Acute Intestinal Obstruction

The 3 main types of acute intestinal obstruction are paralytic ileus, mechanical obstruction, and vascular obstruction.

  1. Paralytic ileus: Obstruction is due to inhibition of intestinal motility: Vomiting and intractable constipation are common symptoms. Peristalsis is markedly diminished or absent. The abdomen is distended and may or may not be tender. TCM diagnosis of Food stagnation, or Qi stagnation apply to this condition.

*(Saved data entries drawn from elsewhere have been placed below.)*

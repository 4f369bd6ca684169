//! HTTP client for the row store API.
//!
//! Thin reqwest wrapper behind [`RowStore`]. The bearer credential is
//! injected at construction, attached per request, and kept out of
//! `Debug` output and error messages.

use std::fmt;
use std::time::Duration;

use async_trait::async_trait;
use reqwest::StatusCode;
use tracing::warn;

use crate::config::StoreConfig;
use crate::error::{IndexError, Result};

use super::{CellUpdate, Row, RowPage, RowStore};

/// Value format requested from the store so cells carry reference
/// objects instead of flattened display strings.
const VALUE_FORMAT: &str = "rich";

pub struct HttpRowStore {
    client: reqwest::Client,
    base_url: String,
    doc_id: String,
    api_token: String,
    timeout_ms: u64,
}

impl HttpRowStore {
    pub fn new(config: &StoreConfig, api_token: String) -> Result<Self> {
        let client = reqwest::Client::builder()
            .timeout(Duration::from_secs(config.timeout_secs))
            .build()
            .map_err(|e| IndexError::InvalidConfig(format!("http client: {}", e)))?;
        Ok(HttpRowStore {
            client,
            base_url: config.base_url.trim_end_matches('/').to_string(),
            doc_id: config.doc_id.clone(),
            api_token,
            timeout_ms: config.timeout_secs.saturating_mul(1000),
        })
    }

    fn rows_url(&self, table: &str) -> String {
        format!(
            "{}/docs/{}/tables/{}/rows",
            self.base_url, self.doc_id, table
        )
    }

    fn send_error(&self, collection: &str, err: reqwest::Error) -> IndexError {
        if err.is_timeout() {
            IndexError::UpstreamTimeout {
                collection: collection.to_string(),
                timeout_ms: self.timeout_ms,
            }
        } else {
            IndexError::UpstreamUnavailable {
                collection: collection.to_string(),
                status: err.status().map(|s| s.as_u16()).unwrap_or(0),
            }
        }
    }

    async fn get_json<T: serde::de::DeserializeOwned>(
        &self,
        collection: &str,
        url: &str,
        query: &[(&str, String)],
    ) -> Result<T> {
        let response = self
            .client
            .get(url)
            .query(query)
            .bearer_auth(&self.api_token)
            .send()
            .await
            .map_err(|e| self.send_error(collection, e))?;

        let status = response.status();
        if status == StatusCode::NOT_FOUND {
            return Err(IndexError::NotFound(format!(
                "row store has no such entity in '{}'",
                collection
            )));
        }
        if !status.is_success() {
            warn!(collection, status = status.as_u16(), "row store request failed");
            return Err(IndexError::UpstreamUnavailable {
                collection: collection.to_string(),
                status: status.as_u16(),
            });
        }

        response.json::<T>().await.map_err(|e| {
            if e.is_decode() {
                IndexError::MalformedUpstreamData {
                    collection: collection.to_string(),
                    detail: e.to_string(),
                }
            } else {
                self.send_error(collection, e)
            }
        })
    }
}

impl fmt::Debug for HttpRowStore {
    fn fmt(&self, f: &mut fmt::Formatter<'_>) -> fmt::Result {
        // The credential is deliberately omitted.
        f.debug_struct("HttpRowStore")
            .field("base_url", &self.base_url)
            .field("doc_id", &self.doc_id)
            .field("timeout_ms", &self.timeout_ms)
            .finish_non_exhaustive()
    }
}

#[async_trait]
impl RowStore for HttpRowStore {
    async fn list_rows(
        &self,
        table: &str,
        page_token: Option<&str>,
        limit: u32,
    ) -> Result<RowPage> {
        let mut query: Vec<(&str, String)> = vec![
            ("limit", limit.to_string()),
            ("valueFormat", VALUE_FORMAT.to_string()),
        ];
        if let Some(token) = page_token {
            query.push(("pageToken", token.to_string()));
        }
        self.get_json(table, &self.rows_url(table), &query).await
    }

    async fn get_row(&self, table: &str, row_id: &str) -> Result<Row> {
        let url = format!("{}/{}", self.rows_url(table), row_id);
        self.get_json(table, &url, &[("valueFormat", VALUE_FORMAT.to_string())])
            .await
    }

    async fn search_rows(&self, table: &str, query: &str, limit: u32) -> Result<Vec<Row>> {
        let params = vec![
            ("limit", limit.to_string()),
            ("valueFormat", VALUE_FORMAT.to_string()),
            ("query", query.to_string()),
        ];
        let page: RowPage = self.get_json(table, &self.rows_url(table), &params).await?;
        Ok(page.items)
    }

    async fn update_row(&self, table: &str, row_id: &str, cells: &[CellUpdate]) -> Result<()> {
        let url = format!("{}/{}", self.rows_url(table), row_id);
        let body = serde_json::json!({ "row": { "cells": cells } });
        let response = self
            .client
            .put(&url)
            .bearer_auth(&self.api_token)
            .json(&body)
            .send()
            .await
            .map_err(|e| self.send_error(table, e))?;

        let status = response.status();
        if status == StatusCode::NOT_FOUND {
            return Err(IndexError::NotFound(format!("row '{}' in '{}'", row_id, table)));
        }
        if !status.is_success() {
            warn!(table, status = status.as_u16(), "row store update failed");
            return Err(IndexError::UpstreamUnavailable {
                collection: table.to_string(),
                status: status.as_u16(),
            });
        }
        Ok(())
    }
}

  2. Mechanical obstruction: The lumen of the bowel is blocked due to incarceration, strangulation, neoplasm or volvulus. Crampy abdominal pain is typical; inability to pass stools is always noted. Vomiting is usually present. The abdomen is distended with hyperactive peristalsis. TCM diagnosis of Blood Stagnation, or Internal Cold could apply to this condition.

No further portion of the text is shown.